Handle unavailable pairs, unknown symbols, range limits, and CoinGecko rate limits.

This guide covers the main error and unavailable-data cases from CoingeckoPricingClient.

Unknown Symbols

The client throws when from is not in its coinIds map:

Add missing symbols
const client = new CoingeckoPricingClient({
  coinIds: {
    PEPE: 'pepe'
  }
})

Handle the error if symbols come from user input:

Catch unknown symbols
try {
  const price = await client.getCurrentPrice(userSymbol, 'USD')
  console.log(price)
} catch (error) {
  if (error.message.includes('Unknown symbol')) {
    console.log('Add this symbol to coinIds before requesting it.')
  }
}

Unavailable Pairs

Current-price methods resolve to null when CoinGecko returns no data for a pair:

Handle null prices
const price = await client.getCurrentPrice('BTC', 'USD')

if (price === null) {
  console.log('Price unavailable')
}

Batch methods preserve input order and place null only at unavailable entries.

Historical Range Limits

getHistoricalPrice() requires both start and end:

Required range
await client.getHistoricalPrice('BTC', 'USD', {
  start,
  end
})

On the public or Demo API host, a start value older than the trailing 365 days throws. Use CoinGecko Pro for older ranges.
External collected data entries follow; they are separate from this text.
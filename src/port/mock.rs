//! Mock serial port implementation for testing.
//!
//! Provides a `MockSerialPort` that behaves like a non-blocking TTY without
//! requiring hardware: reads drain a queue, writes are logged, and failures
//! can be injected.

use super::error::PortError;
use super::traits::SerialIo;
use std::collections::VecDeque;
use std::io;
use std::sync::{Arc, Mutex, MutexGuard, PoisonError};

/// Inner state of the mock port, shared between clones.
#[derive(Debug, Default)]
struct MockPortState {
    /// Bytes returned by read operations.
    read_queue: VecDeque<u8>,
    /// Every buffer passed to a write.
    write_log: Vec<Vec<u8>>,
    /// Errno the next operation fails with.
    fail_next: Option<i32>,
    /// Cap on bytes accepted per write, to simulate short writes.
    max_write: Option<usize>,
}

/// Mock serial port implementation for testing.
///
/// # Example
/// ```
/// use tty_serial::port::{MockSerialPort, SerialIo};
///
/// let mut port = MockSerialPort::new("MOCK0");
/// port.enqueue_read(b"hello");
///
/// let mut buffer = [0u8; 16];
/// let n = port.read_bytes(&mut buffer).unwrap();
/// assert_eq!(&buffer[..n], b"hello");
///
/// port.write_bytes(b"ACK").unwrap();
/// assert_eq!(port.get_write_log(), vec![b"ACK".to_vec()]);
/// ```
#[derive(Clone)]
pub struct MockSerialPort {
    name: String,
    state: Arc<Mutex<MockPortState>>,
}

impl MockSerialPort {
    pub fn new(name: impl Into<String>) -> Self {
        Self {
            name: name.into(),
            state: Arc::new(Mutex::new(MockPortState::default())),
        }
    }

    /// Append bytes to the read queue.
    pub fn enqueue_read(&mut self, data: &[u8]) {
        self.state().read_queue.extend(data);
    }

    /// Get a copy of all data written to the port.
    pub fn get_write_log(&self) -> Vec<Vec<u8>> {
        self.state().write_log.clone()
    }

    /// All written bytes, concatenated.
    pub fn written(&self) -> Vec<u8> {
        self.state().write_log.concat()
    }

    /// Make the next read, write or queue query fail with `errno`.
    pub fn fail_next(&mut self, errno: i32) {
        self.state().fail_next = Some(errno);
    }

    /// Accept at most `max` bytes per write.
    pub fn set_max_write(&mut self, max: Option<usize>) {
        self.state().max_write = max;
    }

    fn state(&self) -> MutexGuard<'_, MockPortState> {
        self.state.lock().unwrap_or_else(PoisonError::into_inner)
    }
}

fn injected_failure(state: &mut MockPortState) -> Result<(), PortError> {
    match state.fail_next.take() {
        Some(errno) => Err(PortError::Io(io::Error::from_raw_os_error(errno))),
        None => Ok(()),
    }
}

impl SerialIo for MockSerialPort {
    fn name(&self) -> &str {
        &self.name
    }

    fn write_bytes(&mut self, data: &[u8]) -> Result<usize, PortError> {
        let mut state = self.state();
        injected_failure(&mut state)?;

        let accepted = state.max_write.map_or(data.len(), |max| max.min(data.len()));
        state.write_log.push(data[..accepted].to_vec());
        Ok(accepted)
    }

    fn read_bytes(&mut self, buffer: &mut [u8]) -> Result<usize, PortError> {
        let mut state = self.state();
        injected_failure(&mut state)?;

        let count = buffer.len().min(state.read_queue.len());
        for (slot, byte) in buffer.iter_mut().zip(state.read_queue.drain(..count)) {
            *slot = byte;
        }
        Ok(count)
    }

    fn bytes_available(&self) -> Result<usize, PortError> {
        let mut state = self.state();
        injected_failure(&mut state)?;
        Ok(state.read_queue.len())
    }
}

impl std::fmt::Debug for MockSerialPort {
    fn fmt(&self, f: &mut std::fmt::Formatter<'_>) -> std::fmt::Result {
        f.debug_struct("MockSerialPort")
            .field("name", &self.name)
            .field("queued", &self.state().read_queue.len())
            .finish()
    }
}

#[cfg(test)]
mod tests {
    use super::*;

    #[test]
    fn test_enqueue_and_read() {
        let mut port = MockSerialPort::new("MOCK0");
        port.enqueue_read(b"Hello");

        let mut buffer = [0u8; 10];
        let n = port.read_bytes(&mut buffer).unwrap();
        assert_eq!(n, 5);
        assert_eq!(&buffer[..n], b"Hello");
    }

    #[test]
    fn test_partial_read() {
        let mut port = MockSerialPort::new("MOCK0");
        port.enqueue_read(b"Hello, World!");

        let mut buffer = [0u8; 5];
        let n = port.read_bytes(&mut buffer).unwrap();
        assert_eq!(&buffer[..n], b"Hello");
        assert_eq!(port.bytes_available().unwrap(), 8);
    }

    #[test]
    fn test_empty_read_returns_zero() {
        let mut port = MockSerialPort::new("MOCK0");
        let mut buffer = [0u8; 10];
        assert_eq!(port.read_bytes(&mut buffer).unwrap(), 0);
    }

    #[test]
    fn test_write_logging() {
        let mut port = MockSerialPort::new("MOCK0");
        port.write_bytes(b"Test1").unwrap();
        port.write_bytes(b"Test2").unwrap();

        let log = port.get_write_log();
        assert_eq!(log, vec![b"Test1".to_vec(), b"Test2".to_vec()]);
        assert_eq!(port.written(), b"Test1Test2");
    }

    #[test]
    fn test_short_write() {
        let mut port = MockSerialPort::new("MOCK0");
        port.set_max_write(Some(2));
        assert_eq!(port.write_bytes(b"hello").unwrap(), 2);
        assert_eq!(port.written(), b"he");
    }

    #[test]
    fn test_injected_failure_is_one_shot() {
        let mut port = MockSerialPort::new("MOCK0");
        port.fail_next(libc::EIO);

        let err = port.write_bytes(b"x").unwrap_err();
        assert_eq!(err.raw_os_error(), Some(libc::EIO));
        assert_eq!(port.write_bytes(b"x").unwrap(), 1);
    }

    #[test]
    fn test_clones_share_state() {
        let mut port = MockSerialPort::new("MOCK0");
        let observer = port.clone();
        port.write_bytes(b"shared").unwrap();
        assert_eq!(observer.written(), b"shared");
    }
}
Rate Limits and Network Errors

CoinGecko rate-limit and network failures reject with the underlying HTTP client error. Handle those failures separately from null results:

Separate unavailable data from request failures
try {
  const price = await client.getCurrentPrice('BTC', 'USD')

  if (price === null) {
    console.log('Pair unavailable')
  }
} catch (error) {
  console.error('CoinGecko request failed:', error.message)
}

When using PricingProvider with multiple clients, connection errors can trigger failover to the next client in the ordered list. A null result means the client completed the request but did not resolve that pair.